Jefferson da Fonseca - Mostra Tua Cara

quarta-feira, 28 de novembro de 2012

Da alegria dos pequenos



Li escrito de um tal Oscar Wilde que diz: “Se queremos crianças melhores, precisamos torná-las felizes”. O dito me tocou a alma. Assusta-me os pequenos sem rumo que vejo espalhados por Belo Horizonte e região metropolitana. São muitos. E nem é preciso rodar demais para vê-los pedintes, longe dos pais e das salas de aula. Anteontem, depois das 22h30, num supermercado próximo à Avenida Nossa Senhora do Carmo, um grupo de cinco garotos – de no máximo 8 anos – pedia, divertido. “Moço, compra um biscoito pra nós”, sorriu a menina miúda, de saia curta e chinelas surradas.

“Isso é hora dos mocinhos ficarem na beira da estrada?”, perguntei. O mais alto – mais franzino, porém – respondeu duro com intenção de homem feito: “A gente dorme tarde, tio. Compra...”. Nisso, antes que o garoto terminasse o pedido, um segurança se aproximou e a turminha partiu em disparada. “Não dê atenção a eles não. Todo dia é isso”, disse-me o homem uniformizado. A cena dos garotos correndo e pulando, às gargalhadas, no acostamento, rumo ao trevo do Bairro Belvedere, não me sai da cabeça.

Em casa, pelo computador, vejo a cena de violência no Aglomerado da Serra. Confronto da polícia com os moradores, tiroteio e morte. Ônibus incendiado, sujeitos de bem desesperados e revoltados com a ação policial. Em particular, outra cena envolvendo garotos me chama a atenção: um pequeno, de pouco mais de metro, exibindo o cofre do ônibus como se fosse um troféu. Madrugada longa de reflexão. De olho no filho, ainda recém-nascido, não consegui pegar no sono. O pensamento nas crianças perdidas precisava ganhar a caderneta de papel pautado.

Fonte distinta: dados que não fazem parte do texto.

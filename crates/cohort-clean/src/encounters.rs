//! Encounter linkage: valid patients with a parseable start timestamp.

use std::collections::HashSet;

use tracing::debug;

use cohort_model::{Encounter, LinkReport, LinkStage, RawEncounter};

use crate::cohort::CohortIds;
use crate::parse::parse_datetime_utc;

/// Link encounter rows to the valid cohort.
///
/// No dictionary applies here. Both timestamps parse with
/// undefined-on-failure; a row is then dropped when its patient reference
/// is outside the cohort or its start timestamp stayed undefined. An
/// undefined stop timestamp (open encounter) is retained.
pub fn link_encounters(rows: &[RawEncounter], cohort: &CohortIds) -> (Vec<Encounter>, LinkReport) {
    let mut report = LinkReport::new(LinkStage::Encounters, rows.len());
    let mut kept = Vec::new();
    let mut patients = HashSet::new();

    for row in rows {
        if !cohort.contains(&row.patient) {
            report.dropped_unknown_patient += 1;
            continue;
        }
        let Some(start) = parse_datetime_utc(&row.start) else {
            report.dropped_missing_start += 1;
            continue;
        };
        patients.insert(row.patient.clone());
        kept.push(Encounter {
            start,
            stop: row.stop.as_deref().and_then(parse_datetime_utc),
            patient: row.patient.clone(),
            code: row.code.clone(),
            description: row.description.clone(),
        });
    }

    report.output_rows = kept.len();
    report.unique_patients = patients.len();
    debug!(
        input = report.input_rows,
        output = report.output_rows,
        "encounter linkage complete"
    );
    (kept, report)
}

#[cfg(test)]
mod tests {
    use super::*;

    fn raw(patient: &str, start: &str, stop: Option<&str>) -> RawEncounter {
        RawEncounter {
            start: start.to_string(),
            stop: stop.map(ToString::to_string),
            patient: patient.to_string(),
            code: None,
            description: None,
        }
    }

    #[test]
    fn requires_cohort_membership_and_a_start_timestamp() {
        let cohort = CohortIds::from_ids(["P1".to_string()]);
        let rows = vec![
            raw("P1", "2015-04-01T09:00:00Z", Some("2015-04-01T09:30:00Z")),
            raw("P1", "", None),
            raw("P1", "later", None),
            raw("P9", "2015-04-01T09:00:00Z", None),
        ];
        let (kept, report) = link_encounters(&rows, &cohort);
        assert_eq!(kept.len(), 1);
        assert_eq!(report.dropped_missing_start, 2);
        assert_eq!(report.dropped_unknown_patient, 1);
        assert_eq!(report.unique_patients, 1);
    }

    #[test]
    fn open_encounters_keep_an_undefined_stop() {
        let cohort = CohortIds::from_ids(["P1".to_string()]);
        let rows = vec![raw("P1", "2015-04-01T09:00:00Z", None)];
        let (kept, report) = link_encounters(&rows, &cohort);
        assert_eq!(kept.len(), 1);
        assert_eq!(kept[0].stop, None);
        assert_eq!(report.dropped_total(), 0);
    }

    #[test]
    fn unparseable_stop_degrades_without_exclusion() {
        let cohort = CohortIds::from_ids(["P1".to_string()]);
        let rows = vec![raw("P1", "2015-04-01T09:00:00Z", Some("unknown"))];
        let (kept, _) = link_encounters(&rows, &cohort);
        assert_eq!(kept.len(), 1);
        assert_eq!(kept[0].stop, None);
    }
}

Lembrei-me do Kiko, amigo de infância, que, aos 8 anos, vendia picolé nas ruas para ajudar a mãe e os irmãos menores. O garoto deixava cedo o barracão e ia para a sorveteria do Matias. De lá, rodava o bairro com a caixa de isopor pesada, abarrotada de picolés. Na época, lembro-me bem, queria ser como o Kiko. Cheguei a acompanhá-lo algumas vezes, escondido do meu pai. Numa dessas aventuras, levei uma bronca do velho Botelho para nunca mais. Ele não disse muito. Sua expressão dizia tudo. Não era para menos: sumi por uma tarde e ele chegou a pedir ajuda da polícia.

Mais de três décadas depois, a madrugada se faz dia nas sombras das preocupações. Na caderneta, em linhas corridas, rabiscos pelo futuro dos meus filhos, pelos mocinhos pedintes do supermercado e pelas crianças do Aglomerado da Serra. Fé e atitude. Já que não posso dar conta dos rebentos do mundo... ao menos uma prece pública pela alegria dos pequenos: que sejam felizes! Melhores e felizes!